SQLite is probably the world’s simplest Relational Database Management System. Basically it’s a C library which can be embedded in programs easily. There is no server/client mechanism, the database is a single file. For small work loads, it often makes no sense to use a big RDBMS package like MySQL or PostgreSQL, unless of course you need the special features they provide.

So, I came across this situation where I need replicate SQLite database. The problem arised because, data redundancy was needed across multiple servers and the program in question was supporting SQLite, MySQL and PostgreSQL; but one of the servers had only workload for PostgreSQL database and installing MySQL for the small amount of data the program handled wasn’t sensible. The other two servers had pure MySQL workload. Also, the updates needed to be propagated. So there is the deadlock.

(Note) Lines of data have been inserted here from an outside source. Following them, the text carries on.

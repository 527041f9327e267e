// Post-race result fetching and display shaping.
// Invariants: one settle timer at most; rank and average are shown as returned, never derived.

use std::time::Duration;

use serde::Serialize;
use tracing::debug;

use timing_core::format::{format_average_secs, format_rank, UNKNOWN_AVERAGE};
use timing_core::model::{LeaderboardEntry, RaceResult};

use crate::error::ClientError;
use crate::http::RaceApi;
use crate::scheduler::ScheduledTask;

#[derive(Clone, Debug, PartialEq, Eq, Serialize)]
pub struct ResultView {
    pub driver: String,
    pub average: String,
    pub rank: String,
}

impl From<&RaceResult> for ResultView {
    fn from(result: &RaceResult) -> Self {
        Self {
            driver: result.driver_name.clone().unwrap_or_default(),
            average: format_average_secs(result.average_lap_ms),
            rank: format_rank(result.rank),
        }
    }
}

#[derive(Clone, Debug, PartialEq, Eq, Serialize)]
pub struct LeaderboardRow {
    pub rank: String,
    pub name: String,
    pub laps: u32,
    pub average: String,
}

impl From<&LeaderboardEntry> for LeaderboardRow {
    fn from(entry: &LeaderboardEntry) -> Self {
        let average = match entry.avg_lap_time_sec {
            Some(secs) if secs.is_finite() && secs >= 0.0 => format!("{:.2}", secs),
            _ => UNKNOWN_AVERAGE.to_string(),
        };
        Self {
            rank: format_rank(entry.rank),
            name: entry.name.clone(),
            laps: entry.laps,
            average,
        }
    }
}

#[derive(Debug)]
pub struct ResultReport {
    pub result: Result<RaceResult, ClientError>,
    pub leaderboard: Result<Vec<LeaderboardEntry>, ClientError>,
}

/// Fetches the finished race and the refreshed leaderboard concurrently.
pub async fn fetch_report(api: &RaceApi) -> ResultReport {
    let (result, leaderboard) = tokio::join!(api.fetch_result(), api.fetch_leaderboard());
    ResultReport { result, leaderboard }
}

#[derive(Debug)]
pub struct ResultReporter {
    settle: ScheduledTask,
    delay: Duration,
    pending_epoch: Option<u64>,
}

impl ResultReporter {
    pub fn new(delay: Duration) -> Self {
        Self {
            settle: ScheduledTask::new(),
            delay,
            pending_epoch: None,
        }
    }

    /// Arms the settle delay for the race that finished at `epoch`.
    pub fn schedule(&mut self, epoch: u64) {
        debug!(epoch, delay_ms = self.delay.as_millis() as u64, "result fetch scheduled");
        self.pending_epoch = Some(epoch);
        self.settle.schedule(self.delay);
    }

    pub fn cancel(&mut self) -> bool {
        self.pending_epoch = None;
        self.settle.cancel()
    }

    pub fn is_pending(&self) -> bool {
        self.settle.is_pending()
    }

    /// Completes with the epoch the fetch was scheduled under.
    pub async fn settled(&mut self) -> Option<u64> {
        self.settle.fired().await;
        self.pending_epoch.take()
    }
}

#[cfg(test)]
mod tests {
    use super::*;
    use tokio::time::{timeout, Instant};

    #[test]
    fn result_view_formats_server_values() {
        let result: RaceResult =
            serde_json::from_str(r#"{"name":"Kim","avg_lap_time":5000,"rank":1}"#).unwrap();
        assert_eq!(
            ResultView::from(&result),
            ResultView {
                driver: "Kim".to_string(),
                average: "5.00".to_string(),
                rank: "1".to_string(),
            }
        );
    }

    #[test]
    fn unknown_values_render_markers() {
        let result: RaceResult = serde_json::from_str(r#"{"name":"Kim","rank":"N/A"}"#).unwrap();
        let view = ResultView::from(&result);
        assert_eq!(view.rank, "N/A");
        assert_eq!(view.average, "-");
    }

    #[test]
    fn leaderboard_rows_keep_server_seconds() {
        let entry = LeaderboardEntry {
            rank: Some(2),
            name: "Lee".to_string(),
            laps: 3,
            avg_lap_time_sec: Some(5.12),
        };
        let row = LeaderboardRow::from(&entry);
        assert_eq!(row.average, "5.12");
        assert_eq!(row.rank, "2");
    }

    #[tokio::test(start_paused = true)]
    async fn settles_after_delay_with_epoch() {
        let mut reporter = ResultReporter::new(Duration::from_millis(500));
        let begin = Instant::now();
        reporter.schedule(7);
        assert_eq!(reporter.settled().await, Some(7));
        assert_eq!(begin.elapsed(), Duration::from_millis(500));
        assert!(!reporter.is_pending());
    }

    #[tokio::test(start_paused = true)]
    async fn cancel_prevents_settlement() {
        let mut reporter = ResultReporter::new(Duration::from_millis(500));
        reporter.schedule(7);
        assert!(reporter.cancel());
        assert!(timeout(Duration::from_secs(2), reporter.settled()).await.is_err());
    }
}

I searched around to find nothing useful, but I remembered there is a cron called incrond which can watch files and directories for events using INOTIFY and execute commands when specific events occur. The solution is almost there. All I need is a script to copy the database file to other servers when data was written to it. I wrote a simple script which would copy the files to other servers; at first I tried rsync with incremental updates, but it didn’t work, because SQLite doesn’t delete data actually when rows are deleted as written in this FAQ at official website. The data is simply marked for deletion and reused during future inserts.

So I guess you now know why incremental updates won’t work: even if I delete a row, the size of database is going to remain same. Actually it should work with rsync’s checksum method, but it didn’t for me. Nevertheless, since the data size was pretty small, I used scp to transfer the database.

The script is ready, now you need a incrontab entry for IN_MODIFY event i.e. to run the script when the file is modified. Here’s a small example:

/var/lib/database.sqlite IN_MODIFY /scripts/copy_database.sh

That’s it. Whenever the file is modified, it will be transferred to the other servers. Wait, the story doesn’t end there.

I tried modifying the database on primary server and it did properly replicate to other servers, but the new changes weren’t visible neither on the primary server nor on the other servers. In the sense, the program could see the deleted row. This is mainly because of caching in memory. The solution was to reload the program (which didn’t cost much in this case). So I just added the commands for reloading the program in the script before syncing the database to other servers on the primary server and then two ssh commands in the script which execute the reload command on the other two servers.

/etc/init.d/program reload
ssh server1 '/etc/init.d/program reload'
ssh server2 '/etc/init.d/program reload'